I want to ask you a question, and I would like for you to answer it to yourself and really think about it. When you became a parent, did you have an idea of what you wanted your kids to be like. What they would like, how they would be, what you would do.
I think most of us have some kind of fantasy or dream about who our kids are and who we are as parents and I think the relationship we have with our kids depends a lot on how flexible that idea of a person is. For example, all new parents have heard about the horrors of not getting enough sleep with a newborn baby, but some might visualize it as waking up, a mellow baby cooing for food and after a fifteen minute feeding goes back to sleep, at which point you go back to sleep easily. I think very few parents visualize being woken from deep sleep by a crying baby who does a marathon feeding, doesn’t want to go back to sleep, you sweating from anxiety trying to soothe your baby who just keeps crying and you are exhausted and feel hopeless. Then when they finally go back to sleep you are so wired and tired you can’t fall back asleep right away. Or you might imagine your kid having similar interests to you, maybe you were really good at soccer and you wish for your kid to be too, but it turns out that they are not. They don’t like it, they are not good at it and forcing it isn’t fulfilling your dreams of the child you saw in your fantasy nor nurture your kid to be their best.

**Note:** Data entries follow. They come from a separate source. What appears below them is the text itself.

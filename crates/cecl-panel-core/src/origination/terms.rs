use chrono::NaiveDate;
use rand::rngs::StdRng;
use rand::Rng;
use statrs::distribution::Normal;

use crate::error::CeclError;
use crate::types::ProductType;
use crate::CeclResult;

// ---------------------------------------------------------------------------
// Building blocks
// ---------------------------------------------------------------------------

/// Normal draw clipped to `[lo, hi]`.
#[derive(Debug, Clone, Copy)]
pub struct ClippedNormal {
    pub mean: f64,
    pub sd: f64,
    pub lo: f64,
    pub hi: f64,
}

impl ClippedNormal {
    pub const fn new(mean: f64, sd: f64, lo: f64, hi: f64) -> Self {
        ClippedNormal { mean, sd, lo, hi }
    }

    pub fn sample(&self, rng: &mut StdRng, shift: f64) -> CeclResult<f64> {
        let dist = Normal::new(self.mean, self.sd).map_err(|e| CeclError::InvalidInput {
            field: "distribution".into(),
            reason: format!("Invalid Normal parameters: {e}"),
        })?;
        Ok((rng.sample(&dist) + shift).clamp(self.lo, self.hi))
    }
}

/// Contract rate: `base + max(0, pivot - fico) * slope + noise`, clipped.
#[derive(Debug, Clone, Copy)]
pub struct RateModel {
    pub base: f64,
    pub fico_pivot: f64,
    pub slope: f64,
    pub noise: ClippedNormal,
}

impl RateModel {
    pub fn sample(&self, rng: &mut StdRng, fico: u32) -> CeclResult<f64> {
        let shift = self.base + (self.fico_pivot - fico as f64).max(0.0) * self.slope;
        self.noise.sample(rng, shift)
    }
}

/// How the origination date is scattered.
#[derive(Debug, Clone, Copy)]
pub enum OriginationWindow {
    /// Uniform over `n` month starts from the anchor.
    Months(u32),
    /// Uniform over `n` days from the anchor.
    Days(u32),
}

/// How the original balance (and line size) is drawn.
#[derive(Debug, Clone, Copy)]
pub enum Sizing {
    /// Closed-end amount.
    Amortizing(ClippedNormal),
    /// Line sized off monthly income; drawn balance follows baseline utilization.
    IncomeLine {
        income_share: (f64, f64),
        limit_lo: f64,
        limit_hi: f64,
        draw_share: (f64, f64),
        min_balance: f64,
    },
    /// Line drawn independently of income; balance is a uniform share of it.
    FixedLine {
        limit: ClippedNormal,
        draw_share: (f64, f64),
    },
}

#[derive(Debug, Clone, Copy, PartialEq)]
pub enum GradeScheme {
    /// D / C / B / A / AA with cuts at 639, 679, 719, 759.
    Prime,
    /// E / D / C / B / A with cuts at 629, 669, 709, 749.
    Installment,
}

impl GradeScheme {
    pub fn grade(&self, fico: u32) -> &'static str {
        let (cuts, labels): ([u32; 4], [&str; 5]) = match self {
            GradeScheme::Prime => ([639, 679, 719, 759], ["D", "C", "B", "A", "AA"]),
            GradeScheme::Installment => ([629, 669, 709, 749], ["E", "D", "C", "B", "A"]),
        };
        let idx = cuts.iter().take_while(|c| fico > **c).count();
        labels[idx]
    }
}

// ---------------------------------------------------------------------------
// Per-product terms
// ---------------------------------------------------------------------------

#[derive(Debug, Clone)]
pub struct OriginationTerms {
    pub anchor: NaiveDate,
    pub window: OriginationWindow,
    /// Half-open term range in months.
    pub term_months: (u32, u32),
    pub rate: RateModel,
    pub sizing: Sizing,
    pub ltv: Option<ClippedNormal>,
    pub dti: ClippedNormal,
    /// Add the drawn share of the line to the DTI draw.
    pub dti_includes_utilization: bool,
    pub channels: &'static [(&'static str, f64)],
    pub grades: GradeScheme,
}

fn anchor(y: i32, m: u32) -> NaiveDate {
    NaiveDate::from_ymd_opt(y, m, 1).unwrap_or_default()
}

impl OriginationTerms {
    pub fn for_product(product: ProductType) -> Self {
        match product {
            ProductType::Card => OriginationTerms {
                anchor: anchor(2018, 1),
                window: OriginationWindow::Months(60),
                term_months: (120, 121),
                rate: RateModel {
                    base: 0.12,
                    fico_pivot: 720.0,
                    slope: 0.00025,
                    noise: ClippedNormal::new(0.0, 0.01, 0.08, 0.35),
                },
                sizing: Sizing::IncomeLine {
                    income_share: (0.2, 0.5),
                    limit_lo: 1_000.0,
                    limit_hi: 30_000.0,
                    draw_share: (0.6, 1.0),
                    min_balance: 100.0,
                },
                ltv: None,
                dti: ClippedNormal::new(0.3, 0.1, 0.05, 0.8),
                dti_includes_utilization: true,
                channels: &[("branch", 0.3), ("online", 0.35), ("mobile", 0.3), ("other", 0.05)],
                grades: GradeScheme::Prime,
            },
            ProductType::Auto => OriginationTerms {
                anchor: anchor(2019, 1),
                window: OriginationWindow::Days(48),
                term_months: (36, 85),
                rate: RateModel {
                    base: 0.05,
                    fico_pivot: 700.0,
                    slope: 0.0002,
                    noise: ClippedNormal::new(0.0, 0.005, 0.03, 0.18),
                },
                sizing: Sizing::Amortizing(ClippedNormal::new(25_000.0, 8_000.0, 5_000.0, 80_000.0)),
                ltv: Some(ClippedNormal::new(0.95, 0.1, 0.4, 1.2)),
                dti: ClippedNormal::new(0.35, 0.1, 0.05, 0.85),
                dti_includes_utilization: false,
                channels: &[("dealer", 1.0)],
                grades: GradeScheme::Installment,
            },
            ProductType::Personal => OriginationTerms {
                anchor: anchor(2020, 1),
                window: OriginationWindow::Days(24),
                term_months: (24, 61),
                rate: RateModel {
                    base: 0.12,
                    fico_pivot: 700.0,
                    slope: 0.0005,
                    noise: ClippedNormal::new(0.0, 0.01, 0.08, 0.36),
                },
                sizing: Sizing::Amortizing(ClippedNormal::new(12_000.0, 6_000.0, 1_000.0, 60_000.0)),
                ltv: None,
                dti: ClippedNormal::new(0.4, 0.12, 0.05, 0.95),
                dti_includes_utilization: false,
                channels: &[("branch", 0.4), ("online", 0.6)],
                grades: GradeScheme::Installment,
            },
            ProductType::Mortgage => OriginationTerms {
                anchor: anchor(2017, 1),
                window: OriginationWindow::Days(365 * 3),
                term_months: (180, 361),
                rate: RateModel {
                    base: 0.035,
                    fico_pivot: 700.0,
                    slope: 0.00005,
                    noise: ClippedNormal::new(0.0, 0.003, 0.02, 0.08),
                },
                sizing: Sizing::Amortizing(ClippedNormal::new(
                    350_000.0, 120_000.0, 50_000.0, 1_500_000.0,
                )),
                ltv: Some(ClippedNormal::new(0.8, 0.1, 0.3, 1.2)),
                dti: ClippedNormal::new(0.32, 0.08, 0.05, 0.7),
                dti_includes_utilization: false,
                channels: &[("retail", 0.7), ("broker", 0.3)],
                grades: GradeScheme::Prime,
            },
            ProductType::Heloc => OriginationTerms {
                anchor: anchor(2018, 1),
                window: OriginationWindow::Days(365 * 4),
                term_months: (120, 241),
                rate: RateModel {
                    base: 0.055,
                    fico_pivot: 700.0,
                    slope: 0.00015,
                    noise: ClippedNormal::new(0.0, 0.005, 0.03, 0.18),
                },
                sizing: Sizing::FixedLine {
                    limit: ClippedNormal::new(120_000.0, 60_000.0, 10_000.0, 500_000.0),
                    draw_share: (0.2, 0.8),
                },
                ltv: Some(ClippedNormal::new(0.7, 0.1, 0.2, 1.1)),
                dti: ClippedNormal::new(0.34, 0.1, 0.05, 0.85),
                dti_includes_utilization: false,
                channels: &[("branch", 0.6), ("online", 0.4)],
                grades: GradeScheme::Prime,
            },
        }
    }
}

As parents, we have to parent the kids we have, not the kids we thought we would have, and when we do we will have the best possible relationship with them.

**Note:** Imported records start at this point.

//! Expected-loss engine: PD x LGD x EAD over a monthly panel.

pub mod aggregate;
pub mod monthly;

pub use aggregate::{
    aggregates_by_product, compute_portfolio_aggregates, overall_aggregates, sum_by_month,
    PortfolioAggregate,
};
pub use monthly::{compute_lifetime_ecl, compute_monthly_ecl, EclRecord, LoanLifetimeEcl, DEFAULT_LGD};

use serde::{Deserialize, Serialize};
use serde_json::Value;
use std::time::Instant;
use tracing::info;

use crate::error::CeclError;
use crate::schema::panel_from_json;
use crate::types::{with_metadata, ComputationOutput, PerformanceRecord};
use crate::CeclResult;

#[derive(Debug, Clone, Serialize, Deserialize)]
pub struct CeclInput {
    /// Rows from one or more product panels.
    pub panel: Vec<PerformanceRecord>,
    #[serde(default = "default_lgd")]
    pub default_lgd: f64,
}

fn default_lgd() -> f64 {
    DEFAULT_LGD
}

impl CeclInput {
    /// Decode `{"panel": [...], "default_lgd": ...}` through the panel schema gate.
    pub fn from_json(value: Value) -> CeclResult<Self> {
        let mut map = match value {
            Value::Object(map) => map,
            Value::Array(rows) => {
                return Ok(CeclInput {
                    panel: panel_from_json(rows)?,
                    default_lgd: DEFAULT_LGD,
                })
            }
            _ => return Err(CeclError::schema("cecl input", ["panel".to_string()])),
        };
        let rows = match map.remove("panel") {
            Some(Value::Array(rows)) => rows,
            _ => return Err(CeclError::schema("cecl input", ["panel".to_string()])),
        };
        let default_lgd = match map.remove("default_lgd") {
            Some(v) => serde_json::from_value(v)?,
            None => DEFAULT_LGD,
        };
        Ok(CeclInput {
            panel: panel_from_json(rows)?,
            default_lgd,
        })
    }
}

#[derive(Debug, Clone, Serialize, Deserialize)]
pub struct CeclOutput {
    pub monthly: Vec<EclRecord>,
    pub lifetime: Vec<LoanLifetimeEcl>,
    pub by_product: Vec<PortfolioAggregate>,
    pub overall: Vec<PortfolioAggregate>,
    pub total_ecl: f64,
}

/// Monthly, lifetime, per-product and overall expected loss for a panel.
pub fn run_cecl(input: &CeclInput) -> CeclResult<ComputationOutput<CeclOutput>> {
    let start = Instant::now();
    if input.panel.is_empty() {
        return Err(CeclError::InsufficientData("Panel has no rows".into()));
    }
    if !(0.0..=1.0).contains(&input.default_lgd) {
        return Err(CeclError::InvalidInput {
            field: "default_lgd".into(),
            reason: "Must lie in [0, 1]".into(),
        });
    }

    let monthly = compute_monthly_ecl(&input.panel, input.default_lgd);
    let lifetime = compute_lifetime_ecl(&monthly);
    let by_product = aggregates_by_product(&monthly);
    let overall = overall_aggregates(&by_product);
    let total_ecl = lifetime.iter().map(|l| l.lifetime_ecl).sum();

    let elapsed = start.elapsed().as_micros() as u64;
    info!(
        rows = monthly.len(),
        loans = lifetime.len(),
        total_ecl,
        elapsed_us = elapsed,
        "CECL run complete"
    );

    let assumptions = serde_json::json!({
        "pd": "point-in-time default flag",
        "default_lgd": input.default_lgd,
    });
    Ok(with_metadata(
        "CECL monthly ECL = PD x LGD x EAD; lifetime = per-loan sum",
        &assumptions,
        Vec::new(),
        elapsed,
        CeclOutput {
            monthly,
            lifetime,
            by_product,
            overall,
            total_ecl,
        },
    ))
}

#[cfg(test)]
mod tests {
    use super::*;
    use serde_json::json;

    #[test]
    fn test_from_json_reports_missing_panel_columns() {
        let value = json!({"panel": [{"loan_id": 1, "asof_month": "2020-01-01", "balance_ead": 10.0}]});
        match CeclInput::from_json(value) {
            Err(CeclError::Schema { missing, .. }) => {
                for col in ["default_flag", "loss_given_default", "borrower_id", "product"] {
                    assert!(missing.contains(&col.to_string()), "{col} not reported");
                }
                assert!(!missing.contains(&"balance_ead".to_string()));
            }
            other => panic!("expected schema error, got {other:?}"),
        }
    }

    #[test]
    fn test_empty_panel_rejected() {
        let input = CeclInput {
            panel: vec![],
            default_lgd: DEFAULT_LGD,
        };
        assert!(matches!(run_cecl(&input), Err(CeclError::InsufficientData(_))));
    }
}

I was a tomboy, and until my daughter was about two and a half, she was all jeans and t-shirts. Then one day, she turned pink. Everything had to be pink. I mean everything. Honestly, I didn’t really know what to do with it. I didn’t have a pink phase, so I couldn’t personally relate. In that moment, I decided not to fight it, but to see where it would go. Maybe it would be a phase and she would be back to jeans and t-shirts, or find something else she loved as much, or this was who she was now, all pink. I realized any of those scenarios were possible, and ok. I was going to love and parent the kid I had, now who she was before, but just as she was.

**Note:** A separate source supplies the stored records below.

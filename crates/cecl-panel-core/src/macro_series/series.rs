use chrono::NaiveDate;
use serde::{Deserialize, Serialize};
use std::collections::BTreeMap;

use crate::calendar::{month_range, month_start};
use crate::error::CeclError;
use crate::numeric::{mean, positive_part};
use crate::CeclResult;

pub const UNEMPLOYMENT: &str = "unemployment";
pub const FED_FUNDS: &str = "fed_funds";
pub const HPI_YOY: &str = "hpi_yoy";

// ---------------------------------------------------------------------------
// Types
// ---------------------------------------------------------------------------

/// Columnar macro table keyed by month.
///
/// Serialized as `{"asof_month": [...], "unemployment": [...], ...}`.
#[derive(Debug, Clone, PartialEq, Serialize, Deserialize)]
pub struct MacroSeries {
    pub asof_month: Vec<NaiveDate>,
    #[serde(flatten)]
    pub columns: BTreeMap<String, Vec<f64>>,
}

/// Macro covariates aligned one-to-one with the simulation horizon.
#[derive(Debug, Clone, PartialEq, Serialize, Deserialize)]
pub struct AlignedMacro {
    pub months: Vec<NaiveDate>,
    pub unemployment: Vec<f64>,
    /// Unemployment minus its horizon mean.
    pub unemployment_dev: Vec<f64>,
    /// Positive part of `unemployment_dev`.
    pub stress: Vec<f64>,
    /// Fed funds minus its horizon mean; zeros when the column is absent.
    pub fed_funds_dev: Vec<f64>,
    /// Home-price growth, percent YoY; zeros when the column is absent.
    pub hpi_yoy: Vec<f64>,
}

/// Additive scenario shocks.
#[derive(Debug, Clone, Default, PartialEq, Serialize, Deserialize)]
pub struct MacroAdjustment {
    #[serde(default)]
    pub unemployment_add: f64,
    #[serde(default)]
    pub hpi_yoy_add: f64,
}

// ---------------------------------------------------------------------------
// MacroSeries
// ---------------------------------------------------------------------------

impl MacroSeries {
    pub fn new(asof_month: Vec<NaiveDate>, columns: BTreeMap<String, Vec<f64>>) -> CeclResult<Self> {
        let series = MacroSeries { asof_month, columns };
        series.validate()?;
        Ok(series)
    }

    /// Non-empty, rectangular, and carrying `unemployment`.
    pub fn validate(&self) -> CeclResult<()> {
        if !self.columns.contains_key(UNEMPLOYMENT) {
            return Err(CeclError::schema("macro series", [UNEMPLOYMENT.to_string()]));
        }
        if self.asof_month.is_empty() {
            return Err(CeclError::InsufficientData(
                "Macro series has no observations".into(),
            ));
        }
        for (name, values) in &self.columns {
            if values.len() != self.asof_month.len() {
                return Err(CeclError::InvalidInput {
                    field: format!("macro.{name}"),
                    reason: format!(
                        "column has {} values but {} months",
                        values.len(),
                        self.asof_month.len()
                    ),
                });
            }
        }
        Ok(())
    }

    pub fn column(&self, name: &str) -> Option<&[f64]> {
        self.columns.get(name).map(|v| v.as_slice())
    }

    pub fn len(&self) -> usize {
        self.asof_month.len()
    }

    pub fn is_empty(&self) -> bool {
        self.asof_month.is_empty()
    }
}

impl MacroAdjustment {
    pub fn is_neutral(&self) -> bool {
        self.unemployment_add == 0.0 && self.hpi_yoy_add == 0.0
    }

    /// Shift the adjusted columns; absent columns are left absent.
    pub fn apply(&self, series: &MacroSeries) -> MacroSeries {
        let mut out = series.clone();
        if let Some(col) = out.columns.get_mut(UNEMPLOYMENT) {
            col.iter_mut().for_each(|v| *v += self.unemployment_add);
        }
        if let Some(col) = out.columns.get_mut(HPI_YOY) {
            col.iter_mut().for_each(|v| *v += self.hpi_yoy_add);
        }
        out
    }
}

// ---------------------------------------------------------------------------
// Alignment
// ---------------------------------------------------------------------------

/// Align `series` to `months` consecutive months starting at `start`.
///
/// Each horizon month takes the latest non-NaN observation at or before it;
/// months earlier than every observation take the earliest one.
pub fn align(series: &MacroSeries, start: NaiveDate, months: usize) -> CeclResult<AlignedMacro> {
    align_with_baseline(series, start, months, None)
}

/// [`align`] with unemployment deviations measured from `baseline` instead
/// of the horizon mean.
pub fn align_with_baseline(
    series: &MacroSeries,
    start: NaiveDate,
    months: usize,
    baseline: Option<f64>,
) -> CeclResult<AlignedMacro> {
    series.validate()?;
    if months == 0 {
        return Err(CeclError::InvalidInput {
            field: "months".into(),
            reason: "Horizon must be at least one month".into(),
        });
    }

    let panel_months = month_range(start, months)?;

    let mut order: Vec<usize> = (0..series.len()).collect();
    order.sort_by_key(|&i| series.asof_month[i]);
    let obs_months: Vec<NaiveDate> = order
        .iter()
        .map(|&i| month_start(series.asof_month[i]))
        .collect();

    let fill = |name: &str| -> Option<Vec<f64>> {
        let raw = series.column(name)?;
        let observed: Vec<(NaiveDate, f64)> = order
            .iter()
            .zip(&obs_months)
            .map(|(&i, &m)| (m, raw[i]))
            .filter(|(_, v)| v.is_finite())
            .collect();
        if observed.is_empty() {
            return None;
        }
        Some(
            panel_months
                .iter()
                .map(|m| {
                    let upto = observed.partition_point(|(d, _)| d <= m);
                    if upto == 0 {
                        observed[0].1
                    } else {
                        observed[upto - 1].1
                    }
                })
                .collect(),
        )
    };

    let unemployment = fill(UNEMPLOYMENT).ok_or_else(|| {
        CeclError::InsufficientData("Macro column 'unemployment' has no finite values".into())
    })?;
    let u_mean = baseline.unwrap_or_else(|| mean(&unemployment));
    let unemployment_dev: Vec<f64> = unemployment.iter().map(|u| u - u_mean).collect();
    let stress = unemployment_dev.iter().map(|d| positive_part(*d)).collect();

    let fed_funds_dev = match fill(FED_FUNDS) {
        Some(fed) => {
            let f_mean = mean(&fed);
            fed.iter().map(|f| f - f_mean).collect()
        }
        None => vec![0.0; months],
    };
    let hpi_yoy = fill(HPI_YOY).unwrap_or_else(|| vec![0.0; months]);

    Ok(AlignedMacro {
        months: panel_months,
        unemployment,
        unemployment_dev,
        stress,
        fed_funds_dev,
        hpi_yoy,
    })
}

impl AlignedMacro {
    pub fn len(&self) -> usize {
        self.months.len()
    }

    pub fn is_empty(&self) -> bool {
        self.months.is_empty()
    }

    /// Share of home-price decline, `clip(-hpi_yoy / 10, 0, cap)`.
    pub fn hpi_down(&self, t: usize, cap: f64) -> f64 {
        (-self.hpi_yoy[t] / 10.0).clamp(0.0, cap)
    }
}

#[cfg(test)]
mod tests {
    use super::*;

    fn d(y: i32, m: u32) -> NaiveDate {
        NaiveDate::from_ymd_opt(y, m, 1).unwrap()
    }

    fn series(months: Vec<NaiveDate>, unemp: Vec<f64>) -> MacroSeries {
        let mut cols = BTreeMap::new();
        cols.insert(UNEMPLOYMENT.to_string(), unemp);
        MacroSeries::new(months, cols).unwrap()
    }

    #[test]
    fn test_missing_unemployment_is_schema_error() {
        let mut cols = BTreeMap::new();
        cols.insert(FED_FUNDS.to_string(), vec![1.0]);
        let err = MacroSeries::new(vec![d(2020, 1)], cols).unwrap_err();
        assert!(matches!(err, CeclError::Schema { .. }));
    }

    #[test]
    fn test_ragged_columns_rejected() {
        let mut cols = BTreeMap::new();
        cols.insert(UNEMPLOYMENT.to_string(), vec![5.0, 6.0]);
        assert!(MacroSeries::new(vec![d(2020, 1)], cols).is_err());
    }

    #[test]
    fn test_align_forward_and_backward_fill() {
        // Observations at Feb and Apr; horizon Jan..May
        let s = series(vec![d(2020, 4), d(2020, 2)], vec![7.0, 5.0]);
        let a = align(&s, d(2020, 1), 5).unwrap();
        assert_eq!(a.unemployment, vec![5.0, 5.0, 5.0, 7.0, 7.0]);
        let m = mean(&a.unemployment);
        assert!((a.unemployment_dev[3] - (7.0 - m)).abs() < 1e-12);
        assert_eq!(a.stress[0], 0.0);
        assert!(a.stress[3] > 0.0);
    }

    #[test]
    fn test_optional_columns_default_to_zero_deviation() {
        let s = series(vec![d(2020, 1)], vec![5.0]);
        let a = align(&s, d(2020, 1), 3).unwrap();
        assert_eq!(a.fed_funds_dev, vec![0.0; 3]);
        assert_eq!(a.hpi_yoy, vec![0.0; 3]);
        assert_eq!(a.hpi_down(0, 0.6), 0.0);
    }

    #[test]
    fn test_baseline_replaces_horizon_mean() {
        let s = series(vec![d(2020, 1)], vec![8.0]);
        let a = align_with_baseline(&s, d(2020, 1), 2, Some(5.0)).unwrap();
        assert_eq!(a.unemployment_dev, vec![3.0, 3.0]);
        assert_eq!(a.stress, vec![3.0, 3.0]);
        let b = align(&s, d(2020, 1), 2).unwrap();
        assert_eq!(b.stress, vec![0.0, 0.0]);
    }

    #[test]
    fn test_adjustment_shifts_present_columns_only() {
        let s = series(vec![d(2020, 1)], vec![5.0]);
        let adj = MacroAdjustment {
            unemployment_add: 2.0,
            hpi_yoy_add: -5.0,
        };
        let out = adj.apply(&s);
        assert_eq!(out.column(UNEMPLOYMENT).unwrap(), &[7.0]);
        assert!(out.column(HPI_YOY).is_none());
    }
}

When I was a kid horses were my life. My social life was hanging out with my friend at the barn, it was my safe space where I was happy and had a network of people I cared about and who cared about me. For me it was a really important part of growing up and especially the social aspect and learning to care about animals was very valuable to me. So of course I wanted that for my kids. But it turns out that my kids don’t love horse riding the same way I did. They love animals, but they are not into horse riding. It was disappointing for me because I wanted them to have what I had had. As soon as I let go of the idea that they were not going to be into horses the way I was and the way my mom was, and how we had that in common, I could start to see that all the things I got out of my horses they could get in other places. Like music. Or gaming.
If we parent the kids we have instead of the kids we thought we would have or thought we wanted, a few really wonderful things happen. First, our kids are loved as they are. That is the foundation of feeling seen and heard. Imagine the ripple in our communities if most people felt like that. Imagine a generation of kids growing up not feeling guilty for not being who they parents want them to be, feeling like they can safely explore who they are. What happens for the parents is that you make space to be curious. Being curious about who your kids are, you get to learn and explore with them. And if you play your cards right they will invite you to be part of their world, and that is a beautiful place and a really great position to be in for a strong and respectful relationship.
So parent the kids you have. Be curious. Stay curious. And love those little monsters as they are and you might just learn a thing or two about yourself.